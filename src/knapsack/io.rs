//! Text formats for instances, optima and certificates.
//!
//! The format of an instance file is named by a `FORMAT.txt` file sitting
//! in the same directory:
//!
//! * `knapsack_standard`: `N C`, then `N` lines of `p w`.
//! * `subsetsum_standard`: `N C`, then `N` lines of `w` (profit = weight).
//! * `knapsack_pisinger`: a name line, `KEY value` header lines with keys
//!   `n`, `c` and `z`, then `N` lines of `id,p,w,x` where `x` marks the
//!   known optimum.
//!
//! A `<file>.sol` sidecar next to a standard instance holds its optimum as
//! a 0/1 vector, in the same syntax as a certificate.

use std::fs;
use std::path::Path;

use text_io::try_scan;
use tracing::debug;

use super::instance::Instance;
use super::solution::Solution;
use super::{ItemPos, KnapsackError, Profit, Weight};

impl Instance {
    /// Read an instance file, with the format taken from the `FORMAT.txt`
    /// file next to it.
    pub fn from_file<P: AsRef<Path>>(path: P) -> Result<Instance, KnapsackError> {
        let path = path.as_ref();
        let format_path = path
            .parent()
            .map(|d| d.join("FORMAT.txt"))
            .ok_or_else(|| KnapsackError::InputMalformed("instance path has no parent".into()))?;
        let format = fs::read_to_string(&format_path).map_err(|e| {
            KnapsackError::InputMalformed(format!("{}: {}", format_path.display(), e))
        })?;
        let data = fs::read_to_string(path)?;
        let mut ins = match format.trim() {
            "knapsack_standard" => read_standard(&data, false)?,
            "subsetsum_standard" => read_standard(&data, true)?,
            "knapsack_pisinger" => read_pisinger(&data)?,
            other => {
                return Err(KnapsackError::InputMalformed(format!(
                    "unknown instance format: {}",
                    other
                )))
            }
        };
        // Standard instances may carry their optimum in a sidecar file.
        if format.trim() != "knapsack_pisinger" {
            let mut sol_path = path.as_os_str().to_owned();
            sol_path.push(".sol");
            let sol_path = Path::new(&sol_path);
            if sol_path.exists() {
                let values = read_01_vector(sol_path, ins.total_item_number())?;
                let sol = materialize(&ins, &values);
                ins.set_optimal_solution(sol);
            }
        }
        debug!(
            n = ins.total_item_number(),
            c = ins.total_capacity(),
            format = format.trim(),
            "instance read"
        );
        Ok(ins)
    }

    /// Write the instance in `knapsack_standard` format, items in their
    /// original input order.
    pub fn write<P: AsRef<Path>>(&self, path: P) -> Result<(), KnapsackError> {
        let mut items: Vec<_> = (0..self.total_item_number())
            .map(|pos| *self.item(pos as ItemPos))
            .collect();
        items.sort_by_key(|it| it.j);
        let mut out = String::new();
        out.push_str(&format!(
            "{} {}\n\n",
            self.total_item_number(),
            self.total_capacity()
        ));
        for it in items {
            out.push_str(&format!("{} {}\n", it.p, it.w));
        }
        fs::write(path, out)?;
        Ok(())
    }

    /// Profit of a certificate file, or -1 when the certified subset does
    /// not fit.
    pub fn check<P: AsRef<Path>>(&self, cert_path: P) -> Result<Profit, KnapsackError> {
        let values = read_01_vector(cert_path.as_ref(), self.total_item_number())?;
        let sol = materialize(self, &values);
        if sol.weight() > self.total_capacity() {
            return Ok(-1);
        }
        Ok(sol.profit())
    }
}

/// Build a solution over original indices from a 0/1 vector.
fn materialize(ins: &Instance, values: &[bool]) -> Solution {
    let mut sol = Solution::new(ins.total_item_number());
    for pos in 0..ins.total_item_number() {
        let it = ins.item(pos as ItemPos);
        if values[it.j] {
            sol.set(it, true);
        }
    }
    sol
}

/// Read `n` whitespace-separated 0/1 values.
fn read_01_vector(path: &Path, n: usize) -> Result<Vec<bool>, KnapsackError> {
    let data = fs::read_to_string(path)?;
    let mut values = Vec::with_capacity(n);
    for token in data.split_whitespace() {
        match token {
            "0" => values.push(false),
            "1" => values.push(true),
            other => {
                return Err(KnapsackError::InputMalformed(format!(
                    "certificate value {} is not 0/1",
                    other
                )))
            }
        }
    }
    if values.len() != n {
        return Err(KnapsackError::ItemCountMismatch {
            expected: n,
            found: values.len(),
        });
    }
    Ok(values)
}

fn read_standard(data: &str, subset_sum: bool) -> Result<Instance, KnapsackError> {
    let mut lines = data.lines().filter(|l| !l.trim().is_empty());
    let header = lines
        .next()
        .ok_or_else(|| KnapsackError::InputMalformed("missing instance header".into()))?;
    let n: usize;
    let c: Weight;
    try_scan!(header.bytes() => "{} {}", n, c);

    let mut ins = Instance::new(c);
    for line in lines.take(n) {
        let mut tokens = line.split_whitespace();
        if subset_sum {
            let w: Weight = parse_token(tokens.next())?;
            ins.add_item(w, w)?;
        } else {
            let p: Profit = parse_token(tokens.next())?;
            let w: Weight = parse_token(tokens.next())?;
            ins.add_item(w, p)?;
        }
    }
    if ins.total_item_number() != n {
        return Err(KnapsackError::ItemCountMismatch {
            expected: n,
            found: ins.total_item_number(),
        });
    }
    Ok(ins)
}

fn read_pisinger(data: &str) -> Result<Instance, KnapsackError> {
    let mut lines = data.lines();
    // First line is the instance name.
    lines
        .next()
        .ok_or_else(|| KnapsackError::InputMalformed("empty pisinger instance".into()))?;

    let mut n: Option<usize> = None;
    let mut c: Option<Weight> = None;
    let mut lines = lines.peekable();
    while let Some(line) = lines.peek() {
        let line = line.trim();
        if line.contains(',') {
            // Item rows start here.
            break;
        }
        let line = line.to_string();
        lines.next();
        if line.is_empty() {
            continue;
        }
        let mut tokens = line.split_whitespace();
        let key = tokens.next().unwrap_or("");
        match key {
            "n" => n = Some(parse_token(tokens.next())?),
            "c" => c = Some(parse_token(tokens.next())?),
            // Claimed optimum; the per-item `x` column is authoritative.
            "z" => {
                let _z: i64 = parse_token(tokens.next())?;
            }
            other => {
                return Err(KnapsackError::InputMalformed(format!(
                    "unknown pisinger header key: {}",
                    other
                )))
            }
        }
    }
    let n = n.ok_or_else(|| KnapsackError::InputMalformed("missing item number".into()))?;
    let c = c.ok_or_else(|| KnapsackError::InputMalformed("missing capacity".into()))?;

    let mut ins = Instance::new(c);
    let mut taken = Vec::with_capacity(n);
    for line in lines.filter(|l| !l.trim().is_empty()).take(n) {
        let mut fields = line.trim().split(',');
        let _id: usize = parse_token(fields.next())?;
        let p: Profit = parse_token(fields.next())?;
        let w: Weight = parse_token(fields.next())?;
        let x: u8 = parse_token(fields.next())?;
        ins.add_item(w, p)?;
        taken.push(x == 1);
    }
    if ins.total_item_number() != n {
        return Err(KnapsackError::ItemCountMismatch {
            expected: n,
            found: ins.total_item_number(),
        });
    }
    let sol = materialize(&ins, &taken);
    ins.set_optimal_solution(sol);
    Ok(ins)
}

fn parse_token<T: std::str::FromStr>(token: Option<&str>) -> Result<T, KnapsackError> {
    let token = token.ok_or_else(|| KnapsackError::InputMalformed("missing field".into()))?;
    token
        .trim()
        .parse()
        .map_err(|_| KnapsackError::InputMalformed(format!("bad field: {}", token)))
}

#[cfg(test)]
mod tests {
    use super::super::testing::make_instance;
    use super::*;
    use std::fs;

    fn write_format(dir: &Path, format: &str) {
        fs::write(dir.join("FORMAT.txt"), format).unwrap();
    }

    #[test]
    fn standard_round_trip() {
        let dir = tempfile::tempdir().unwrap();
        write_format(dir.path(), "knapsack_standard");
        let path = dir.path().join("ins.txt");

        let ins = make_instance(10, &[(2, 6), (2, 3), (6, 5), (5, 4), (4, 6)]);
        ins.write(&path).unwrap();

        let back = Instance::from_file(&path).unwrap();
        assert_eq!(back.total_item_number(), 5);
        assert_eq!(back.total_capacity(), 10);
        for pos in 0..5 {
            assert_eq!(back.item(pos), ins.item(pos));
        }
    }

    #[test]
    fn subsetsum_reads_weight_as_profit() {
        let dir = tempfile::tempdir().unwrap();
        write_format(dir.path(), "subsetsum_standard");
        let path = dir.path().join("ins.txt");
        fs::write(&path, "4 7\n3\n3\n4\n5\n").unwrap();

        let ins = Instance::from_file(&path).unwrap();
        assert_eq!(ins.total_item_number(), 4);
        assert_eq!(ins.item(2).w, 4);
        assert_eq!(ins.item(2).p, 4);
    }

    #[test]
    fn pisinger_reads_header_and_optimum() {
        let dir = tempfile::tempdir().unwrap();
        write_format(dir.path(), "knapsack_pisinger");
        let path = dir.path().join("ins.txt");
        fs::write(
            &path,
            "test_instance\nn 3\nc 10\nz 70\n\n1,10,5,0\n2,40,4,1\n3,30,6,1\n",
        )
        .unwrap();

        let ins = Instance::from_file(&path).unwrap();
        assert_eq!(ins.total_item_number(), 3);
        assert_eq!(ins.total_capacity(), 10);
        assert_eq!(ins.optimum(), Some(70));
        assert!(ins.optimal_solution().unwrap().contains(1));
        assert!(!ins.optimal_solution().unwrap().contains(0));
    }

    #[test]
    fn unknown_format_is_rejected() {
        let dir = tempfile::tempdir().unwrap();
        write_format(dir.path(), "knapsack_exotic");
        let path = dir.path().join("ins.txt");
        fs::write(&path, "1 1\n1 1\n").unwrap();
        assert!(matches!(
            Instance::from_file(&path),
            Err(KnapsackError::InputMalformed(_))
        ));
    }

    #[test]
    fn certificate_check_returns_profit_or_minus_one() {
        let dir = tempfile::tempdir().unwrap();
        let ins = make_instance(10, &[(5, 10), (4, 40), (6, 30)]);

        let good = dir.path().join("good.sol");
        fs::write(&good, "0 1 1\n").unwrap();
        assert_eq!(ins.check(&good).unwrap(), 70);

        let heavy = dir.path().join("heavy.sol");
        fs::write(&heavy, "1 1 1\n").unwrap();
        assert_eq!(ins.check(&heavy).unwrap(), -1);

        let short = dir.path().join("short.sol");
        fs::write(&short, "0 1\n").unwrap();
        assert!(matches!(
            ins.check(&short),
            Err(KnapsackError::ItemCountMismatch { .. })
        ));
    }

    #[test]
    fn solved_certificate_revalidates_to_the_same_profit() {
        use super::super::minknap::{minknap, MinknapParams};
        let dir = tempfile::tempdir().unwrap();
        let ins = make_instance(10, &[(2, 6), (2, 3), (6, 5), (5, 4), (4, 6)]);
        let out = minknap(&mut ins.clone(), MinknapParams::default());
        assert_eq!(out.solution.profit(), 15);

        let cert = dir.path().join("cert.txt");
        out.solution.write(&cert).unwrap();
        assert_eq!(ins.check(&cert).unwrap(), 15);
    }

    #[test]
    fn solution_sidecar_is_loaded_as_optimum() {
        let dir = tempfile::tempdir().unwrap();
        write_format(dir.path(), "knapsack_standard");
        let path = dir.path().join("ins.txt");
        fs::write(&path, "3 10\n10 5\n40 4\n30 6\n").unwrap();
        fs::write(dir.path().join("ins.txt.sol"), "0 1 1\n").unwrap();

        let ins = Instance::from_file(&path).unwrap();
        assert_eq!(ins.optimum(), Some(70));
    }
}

*WORK ORDER:* Look above for the line holding "let mut out = String::new();" and the line holding "certified subset does", then output exactly those two lines and every line between them, nothing more.

*RESPONSE BELOW:*
        let mut out = String::new();
        out.push_str(&format!(
            "{} {}\n\n",
            self.total_item_number(),
            self.total_capacity()
        ));
        for it in items {
            out.push_str(&format!("{} {}\n", it.p, it.w));
        }
        fs::write(path, out)?;
        Ok(())
    }

    /// Profit of a certificate file, or -1 when the certified subset does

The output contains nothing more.